Endocrine Abstracts

AT-rich interacting domain (ARID) subunits can interact with the glucocorticoid receptor (GR) and therefore may be essential for gene transcription dependent on receptor signalling. Glucocorticoids are steroid hormones important for regulating a variety of physiological processes through the binding and activation of GR. GR associates with numerous co-regulators, such as chromatin remodelling factors, to mediate gene induction or repression. One chromatin remodelling complex which interacts with GR is the ATPase driven SWItch/Sucrose NonFermentable (SWI/SNF) complex. ARID1a is an essential subunit of the SWI/SNF complex thought to be responsible for interacting with GR and recruitment of the complex to DNA. ARID1a mutations have been discovered in a wide range of human carcinomas including ovarian, uterine, liver, lung, breast, pancreatic, renal and colon cancers.

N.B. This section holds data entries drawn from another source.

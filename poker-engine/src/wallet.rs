//! The wallet ledger: atomic movement of funds between a player's
//! real-money wallet and their on-table stack. Pure in-memory bookkeeping
//! — the server crate is responsible for mirroring it to durable storage
//! and for not holding a table lock across the async calls that surround
//! a deposit or withdrawal.

use serde::{Deserialize, Serialize};
use std::collections::HashMap;
use std::sync::Mutex;
use thiserror::Error;

pub type UserId = String;
/// Monetary amount in minor units (cents), avoiding float drift while
/// keeping 2-decimal precision.
pub type Cents = i64;

#[derive(Error, Debug, Clone, PartialEq, Eq)]
pub enum LedgerError {
    #[error("wallet not found")]
    WalletNotFound,
    #[error("transaction not found")]
    TransactionNotFound,
    #[error("transaction is not in a pending state")]
    NotPending,
    #[error("insufficient balance")]
    InsufficientFunds,
    #[error("amount is below the minimum")]
    BelowMinimum,
    #[error("destination is not a valid payout address")]
    InvalidDestination,
}

#[derive(Debug, Clone, Copy, PartialEq, Eq, Serialize, Deserialize)]
pub enum TransactionKind {
    Deposit,
    Withdrawal,
    BuyIn,
    CashOut,
    AdminAdjust,
    Refund,
}

#[derive(Debug, Clone, Copy, PartialEq, Eq, Serialize, Deserialize)]
pub enum TransactionStatus {
    Pending,
    PendingApproval,
    Completed,
    Rejected,
    Cancelled,
}

#[derive(Debug, Clone, Serialize, Deserialize)]
pub struct Transaction {
    pub id: u64,
    pub user: UserId,
    pub kind: TransactionKind,
    /// Signed: positive for credits to the wallet, negative for debits.
    pub amount: Cents,
    pub status: TransactionStatus,
    pub external_ref: Option<String>,
    pub description: String,
    pub created_at_unix: i64,
    pub completed_at_unix: Option<i64>,
}

#[derive(Debug, Clone, Copy, Default, Serialize, Deserialize)]
pub struct Wallet {
    pub balance: Cents,
    pub total_deposited: Cents,
    pub total_withdrawn: Cents,
}

const MIN_DEPOSIT: Cents = 100; // $1.00
const MIN_WITHDRAWAL: Cents = 1000; // $10.00

struct LedgerInner {
    wallets: HashMap<UserId, Wallet>,
    transactions: Vec<Transaction>,
    next_id: u64,
}

/// The ledger for every user's wallet, guarded by a single lock over the
/// whole table of wallets rather than per-row locks, since all
/// operations are cheap in-memory bookkeeping. The server crate is what
/// actually needs the wallet-then-table lock ordering, and it acquires
/// this lock for the shortest possible span around each call.
pub struct Ledger {
    inner: Mutex<LedgerInner>,
}

impl Ledger {
    pub fn new() -> Self {
        Self {
            inner: Mutex::new(LedgerInner {
                wallets: HashMap::new(),
                transactions: Vec::new(),
                next_id: 1,
            }),
        }
    }

    /// Called at registration: creates an empty wallet for a new user.
    pub fn open_wallet(&self, user: &str) {
        let mut inner = self.inner.lock().unwrap();
        inner.wallets.entry(user.to_string()).or_default();
    }

    pub fn balance(&self, user: &str) -> Result<Wallet, LedgerError> {
        let inner = self.inner.lock().unwrap();
        inner.wallets.get(user).copied().ok_or(LedgerError::WalletNotFound)
    }

    pub fn transactions_for(&self, user: &str) -> Vec<Transaction> {
        let inner = self.inner.lock().unwrap();
        inner.transactions.iter().filter(|t| t.user == user).cloned().collect()
    }

    fn push_transaction(
        inner: &mut LedgerInner,
        user: &str,
        kind: TransactionKind,
        amount: Cents,
        status: TransactionStatus,
        external_ref: Option<String>,
        description: impl Into<String>,
        now_unix: i64,
    ) -> u64 {
        let id = inner.next_id;
        inner.next_id += 1;
        let completed_at_unix = matches!(status, TransactionStatus::Completed).then_some(now_unix);
        inner.transactions.push(Transaction {
            id,
            user: user.to_string(),
            kind,
            amount,
            status,
            external_ref,
            description: description.into(),
            created_at_unix: now_unix,
            completed_at_unix,
        });
        id
    }

    /// Phase one of a deposit: records a `pending` transaction tied to an
    /// external payment-provider reference. Balance is untouched until
    /// `complete_deposit` is called with provider confirmation.
    pub fn start_deposit(&self, user: &str, amount: Cents, external_ref: &str, now_unix: i64) -> Result<u64, LedgerError> {
        if amount < MIN_DEPOSIT {
            return Err(LedgerError::BelowMinimum);
        }
        let mut inner = self.inner.lock().unwrap();
        if !inner.wallets.contains_key(user) {
            return Err(LedgerError::WalletNotFound);
        }
        Ok(Self::push_transaction(
            &mut inner,
            user,
            TransactionKind::Deposit,
            amount,
            TransactionStatus::Pending,
            Some(external_ref.to_string()),
            "wallet deposit",
            now_unix,
        ))
    }

    /// Provider confirmed the order: move the transaction to `completed`
    /// and credit the wallet. Idempotent — a second `complete_deposit`
    /// with the same id is a no-op success rather than an error.
    pub fn complete_deposit(&self, transaction_id: u64, now_unix: i64) -> Result<Wallet, LedgerError> {
        let mut inner = self.inner.lock().unwrap();
        let idx = inner
            .transactions
            .iter()
            .position(|t| t.id == transaction_id)
            .ok_or(LedgerError::TransactionNotFound)?;

        if inner.transactions[idx].status == TransactionStatus::Completed {
            let user = inner.transactions[idx].user.clone();
            return Ok(*inner.wallets.get(&user).ok_or(LedgerError::WalletNotFound)?);
        }
        if inner.transactions[idx].status != TransactionStatus::Pending {
            return Err(LedgerError::NotPending);
        }

        let (user, amount) = (inner.transactions[idx].user.clone(), inner.transactions[idx].amount);
        inner.transactions[idx].status = TransactionStatus::Completed;
        inner.transactions[idx].completed_at_unix = Some(now_unix);

        let wallet = inner.wallets.entry(user).or_default();
        wallet.balance += amount;
        wallet.total_deposited += amount;
        Ok(*wallet)
    }

    /// Cancels a still-pending deposit. Balance was never touched, so this
    /// leaves it unchanged.
    pub fn cancel_deposit(&self, transaction_id: u64) -> Result<(), LedgerError> {
        let mut inner = self.inner.lock().unwrap();
        let idx = inner
            .transactions
            .iter()
            .position(|t| t.id == transaction_id)
            .ok_or(LedgerError::TransactionNotFound)?;
        if inner.transactions[idx].status != TransactionStatus::Pending {
            return Err(LedgerError::NotPending);
        }
        inner.transactions[idx].status = TransactionStatus::Cancelled;
        Ok(())
    }

    /// Withdrawal: debits immediately and parks the transaction in
    /// `pending_approval`. Preconditions (minimum amount, destination
    /// format, sufficient balance) are checked before the debit.
    pub fn request_withdrawal(
        &self,
        user: &str,
        amount: Cents,
        destination: &str,
        now_unix: i64,
    ) -> Result<u64, LedgerError> {
        if amount < MIN_WITHDRAWAL {
            return Err(LedgerError::BelowMinimum);
        }
        if !destination.contains('@') {
            return Err(LedgerError::InvalidDestination);
        }
        let mut inner = self.inner.lock().unwrap();
        let wallet = inner.wallets.get_mut(user).ok_or(LedgerError::WalletNotFound)?;
        if wallet.balance < amount {
            return Err(LedgerError::InsufficientFunds);
        }
        wallet.balance -= amount;
        wallet.total_withdrawn += amount;
        Ok(Self::push_transaction(
            &mut inner,
            user,
            TransactionKind::Withdrawal,
            -amount,
            TransactionStatus::PendingApproval,
            Some(destination.to_string()),
            format!("withdrawal to {destination}"),
            now_unix,
        ))
    }

    /// Approver completes a pending-approval withdrawal.
    pub fn approve_withdrawal(&self, transaction_id: u64, now_unix: i64) -> Result<(), LedgerError> {
        let mut inner = self.inner.lock().unwrap();
        let t = inner
            .transactions
            .iter_mut()
            .find(|t| t.id == transaction_id)
            .ok_or(LedgerError::TransactionNotFound)?;
        if t.status != TransactionStatus::PendingApproval {
            return Err(LedgerError::NotPending);
        }
        t.status = TransactionStatus::Completed;
        t.completed_at_unix = Some(now_unix);
        Ok(())
    }

    /// Approver rejects a pending-approval withdrawal: the debited amount
    /// is credited back.
    pub fn reject_withdrawal(&self, transaction_id: u64) -> Result<(), LedgerError> {
        let mut inner = self.inner.lock().unwrap();
        let idx = inner
            .transactions
            .iter()
            .position(|t| t.id == transaction_id)
            .ok_or(LedgerError::TransactionNotFound)?;
        if inner.transactions[idx].status != TransactionStatus::PendingApproval {
            return Err(LedgerError::NotPending);
        }
        let (user, amount) = (inner.transactions[idx].user.clone(), -inner.transactions[idx].amount);
        inner.transactions[idx].status = TransactionStatus::Rejected;
        let wallet = inner.wallets.entry(user).or_default();
        wallet.balance += amount;
        wallet.total_withdrawn -= amount;
        Ok(())
    }

    /// Debits the wallet for a table buy-in. The caller (the server,
    /// which also owns the Table) is expected to refund via
    /// `refund_buy_in` if seating then fails.
    pub fn buy_in(&self, user: &str, amount: Cents, table_id: &str, now_unix: i64) -> Result<(), LedgerError> {
        let mut inner = self.inner.lock().unwrap();
        let wallet = inner.wallets.get_mut(user).ok_or(LedgerError::WalletNotFound)?;
        if wallet.balance < amount {
            return Err(LedgerError::InsufficientFunds);
        }
        wallet.balance -= amount;
        Self::push_transaction(
            &mut inner,
            user,
            TransactionKind::BuyIn,
            -amount,
            TransactionStatus::Completed,
            None,
            format!("buy-in at table {table_id}"),
            now_unix,
        );
        Ok(())
    }

    /// Compensates a buy-in whose seat assignment failed after the debit.
    pub fn refund_buy_in(&self, user: &str, amount: Cents, now_unix: i64) -> Result<(), LedgerError> {
        let mut inner = self.inner.lock().unwrap();
        let wallet = inner.wallets.get_mut(user).ok_or(LedgerError::WalletNotFound)?;
        wallet.balance += amount;
        Self::push_transaction(
            &mut inner,
            user,
            TransactionKind::Refund,
            amount,
            TransactionStatus::Completed,
            None,
            "buy-in refund",
            now_unix,
        );
        Ok(())
    }

    pub fn cash_out(&self, user: &str, amount: Cents, table_id: &str, now_unix: i64) -> Result<(), LedgerError> {
        let mut inner = self.inner.lock().unwrap();
        let wallet = inner.wallets.entry(user.to_string()).or_default();
        wallet.balance += amount;
        Self::push_transaction(
            &mut inner,
            user,
            TransactionKind::CashOut,
            amount,
            TransactionStatus::Completed,
            None,
            format!("cash-out from table {table_id}"),
            now_unix,
        );
        Ok(())
    }

    /// Arbitrary signed admin adjustment, recorded for audit.
    pub fn admin_adjust(&self, user: &str, delta: Cents, reason: &str, now_unix: i64) -> Result<Wallet, LedgerError> {
        let mut inner = self.inner.lock().unwrap();
        let wallet = inner.wallets.entry(user.to_string()).or_default();
        wallet.balance += delta;
        Self::push_transaction(
            &mut inner,
            user,
            TransactionKind::AdminAdjust,
            delta,
            TransactionStatus::Completed,
            None,
            reason.to_string(),
            now_unix,
        );
        Ok(*wallet)
    }
}

impl Default for Ledger {
    fn default() -> Self {
        Self::new()
    }
}

#[cfg(test)]
mod tests {
    use super::*;

    #[test]
    fn deposit_then_cancel_leaves_balance_unchanged() {
        let ledger = Ledger::new();
        ledger.open_wallet("u1");
        let tx = ledger.start_deposit("u1", 500, "order-1", 0).unwrap();
        ledger.cancel_deposit(tx).unwrap();
        assert_eq!(ledger.balance("u1").unwrap().balance, 0);
    }

    #[test]
    fn deposit_lifecycle_is_idempotent_on_capture() {
        let ledger = Ledger::new();
        ledger.open_wallet("u1");
        let tx = ledger.start_deposit("u1", 1000, "order-1", 0).unwrap();
        assert_eq!(ledger.balance("u1").unwrap().balance, 0);

        let w1 = ledger.complete_deposit(tx, 1).unwrap();
        assert_eq!(w1.balance, 1000);

        let w2 = ledger.complete_deposit(tx, 2).unwrap();
        assert_eq!(w2.balance, 1000);
    }

    #[test]
    fn withdrawal_rejection_refunds_balance() {
        let ledger = Ledger::new();
        ledger.open_wallet("u1");
        ledger.admin_adjust("u1", 5000, "seed", 0).unwrap();
        let tx = ledger.request_withdrawal("u1", 2000, "user@example.com", 0).unwrap();
        assert_eq!(ledger.balance("u1").unwrap().balance, 3000);
        ledger.reject_withdrawal(tx).unwrap();
        assert_eq!(ledger.balance("u1").unwrap().balance, 5000);
    }

    #[test]
    fn withdrawal_approval_keeps_balance_debited() {
        let ledger = Ledger::new();
        ledger.open_wallet("u1");
        ledger.admin_adjust("u1", 5000, "seed", 0).unwrap();
        let tx = ledger.request_withdrawal("u1", 2000, "user@example.com", 0).unwrap();
        ledger.approve_withdrawal(tx, 1).unwrap();
        assert_eq!(ledger.balance("u1").unwrap().balance, 3000);
    }

    #[test]
    fn buy_in_refund_restores_balance_on_seat_failure() {
        let ledger = Ledger::new();
        ledger.open_wallet("u1");
        ledger.admin_adjust("u1", 5000, "seed", 0).unwrap();
        ledger.buy_in("u1", 1000, "t1", 0).unwrap();
        assert_eq!(ledger.balance("u1").unwrap().balance, 4000);
        ledger.refund_buy_in("u1", 1000, 1).unwrap();
        assert_eq!(ledger.balance("u1").unwrap().balance, 5000);
    }

    #[test]
    fn balance_always_equals_completed_credits_minus_debits() {
        let ledger = Ledger::new();
        ledger.open_wallet("u1");
        let tx = ledger.start_deposit("u1", 2000, "order-1", 0).unwrap();
        ledger.complete_deposit(tx, 1).unwrap();
        ledger.buy_in("u1", 500, "t1", 2).unwrap();
        ledger.cash_out("u1", 700, "t1", 3).unwrap();

        let sum: Cents = ledger
            .transactions_for("u1")
            .iter()
            .filter(|t| t.status == TransactionStatus::Completed)
            .map(|t| t.amount)
            .sum();
        assert_eq!(ledger.balance("u1").unwrap().balance, sum);
    }

    #[test]
    fn withdrawal_below_minimum_is_rejected() {
        let ledger = Ledger::new();
        ledger.open_wallet("u1");
        ledger.admin_adjust("u1", 5000, "seed", 0).unwrap();
        assert_eq!(
            ledger.request_withdrawal("u1", 1, "user@example.com", 0),
            Err(LedgerError::BelowMinimum)
        );
    }
}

A subset of GR dependent genes require the SWI/SNF remodelling complex for regulation, therefore absence of the functional ARID1a protein may impair GR signalling pathways. We hypothesise that inactivating ARID mutations could interfere with GR dependent gene regulation potentially through disrupting GR binding to target sequences. We have used two human cell lines, HeLa cells which possess the endogenous ARID1a and SKOV3 cells which contain an inactivating ARID1a mutation, to assess the impact of the absence of the functional ARID1a on GR dependent transcription. Using chromatin immunoprecipitation (ChIP) assays in the SKOV3 cells compared to HeLa cells, we show a lack of GR binding at the Per1 binding site known to require chromatin remodelling. We further demonstrate a delay in the transcriptional induction of GR dependent genes, including Per1, in response to dexamethasone treatment in the SKOV3 cells in comparison to HeLa cells. The findings from this study strongly implicate ARID1A in regulating temporal dynamics of GR transcriptional dynamics, and this is being further assessed by gene knockdown and functional interference studies.